Are You a Craftsman Dedicated to Mastery?

Photo: Rafal Maleszyk

I asked my students last night what the word craft meant to them and what it implied. They answered with insightful words such as: skill, mastery, dedication, sensitivity to materials, and striving for excellence. I agree with their perceptions. However, in the world of automated plug-ins and cool apps, have we lost sight of what it takes to achieve true excellence?

What are the dangers that the digital world has spawned? Some people learn a few digital tools and, for them, that is enough, thinking that they have mastered the craft. Many of these individuals have not studied photography or the visual language in any meaningful way.

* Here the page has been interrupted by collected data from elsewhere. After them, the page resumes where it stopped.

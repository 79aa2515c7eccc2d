//! Append-only audit trail of Oppgave transitions

use crate::oppgave::{HendelseType, OppgaveTilstand};
use crate::tilgang::Aktor;
use chrono::{DateTime, Utc};
use serde::{Deserialize, Serialize};

/// One recorded transition
#[derive(Debug, Clone, PartialEq, Eq, Serialize, Deserialize)]
pub struct TilstandEndring {
    /// When the transition happened
    pub tidspunkt: DateTime<Utc>,
    /// Resulting tilstand
    pub tilstand: OppgaveTilstand,
    /// Triggering event
    pub hendelse: HendelseType,
    /// Actor the event was performed by or assigned to
    #[serde(default, skip_serializing_if = "Option::is_none")]
    pub utfort_av: Option<Aktor>,
    /// Reason code (cancellation)
    #[serde(default, skip_serializing_if = "Option::is_none")]
    pub aarsak: Option<String>,
}

/// Transition log; entries are only ever appended
#[derive(Debug, Clone, Default, PartialEq, Eq, Serialize)]
#[serde(transparent)]
pub struct Tilstandslogg(Vec<TilstandEndring>);

impl Tilstandslogg {
    /// Log with a single initial entry
    pub fn start(endring: TilstandEndring) -> Self {
        Self(vec![endring])
    }

    /// Rebuild a log from stored entries in order
    pub fn from_entries(entries: Vec<TilstandEndring>) -> Self {
        Self(entries)
    }

    pub(crate) fn push(&mut self, endring: TilstandEndring) {
        self.0.push(endring);
    }

    /// Most recent entry
    pub fn siste(&self) -> Option<&TilstandEndring> {
        self.0.last()
    }

    /// Entries, oldest first
    pub fn entries(&self) -> &[TilstandEndring] {
        &self.0
    }

    /// Number of entries
    pub fn len(&self) -> usize {
        self.0.len()
    }

    /// Whether the log is empty
    pub fn is_empty(&self) -> bool {
        self.0.is_empty()
    }

    /// Actor on the most recent `UnderBehandling` entry (the proposer)
    pub fn siste_saksbehandler(&self) -> Option<&Aktor> {
        self.0
            .iter()
            .rev()
            .find(|e| e.tilstand == OppgaveTilstand::UnderBehandling)
            .and_then(|e| e.utfort_av.as_ref())
    }
}
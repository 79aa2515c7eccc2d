//! Error types for the CLI application.

use thiserror::Error;

/// Result type alias for CLI operations.
pub type Result<T> = std::result::Result<T, CliError>;

/// CLI-specific errors.
#[derive(Debug, Error)]
pub enum CliError {
    /// Configuration error
    #[error("Configuration error: {0}")]
    Config(String),

    /// Storage error
    #[error("Storage error: {0}")]
    Store(#[from] saksflyt_store::StoreError),

    /// Rejected by the domain model
    #[error("{0}")]
    Domain(#[from] saksflyt_domain::DomainError),

    /// I/O error
    #[error("I/O error: {0}")]
    Io(#[from] std::io::Error),

    /// Serialization error
    #[error("Serialization error: {0}")]
    Serialization(#[from] serde_json::Error),

    /// TOML parsing error
    #[error("TOML parsing error: {0}")]
    Toml(#[from] toml::de::Error),

    /// Invalid input
    #[error("Invalid input: {0}")]
    InvalidInput(String),
}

They are not yet artists. They lack the attributes that my students have identified as requisites for becoming a true craftsperson.

Photography Exhibition

Last week, I co-juried and installed our annual contemporary photography exhibition here in Honolulu: Contemporary Photography in Hawai‘i 2011 : The Third Annual Survey Exhibition. The show is sponsored by Pacific New Media, University of Hawai’i Manoa, and attracted 428 submissions from which 64 images were chosen. We juried the show from digital submissions and did not see the prints until they were delivered for installation. A mistake. Next year, we will ask to see the prints before making final determinations for the show.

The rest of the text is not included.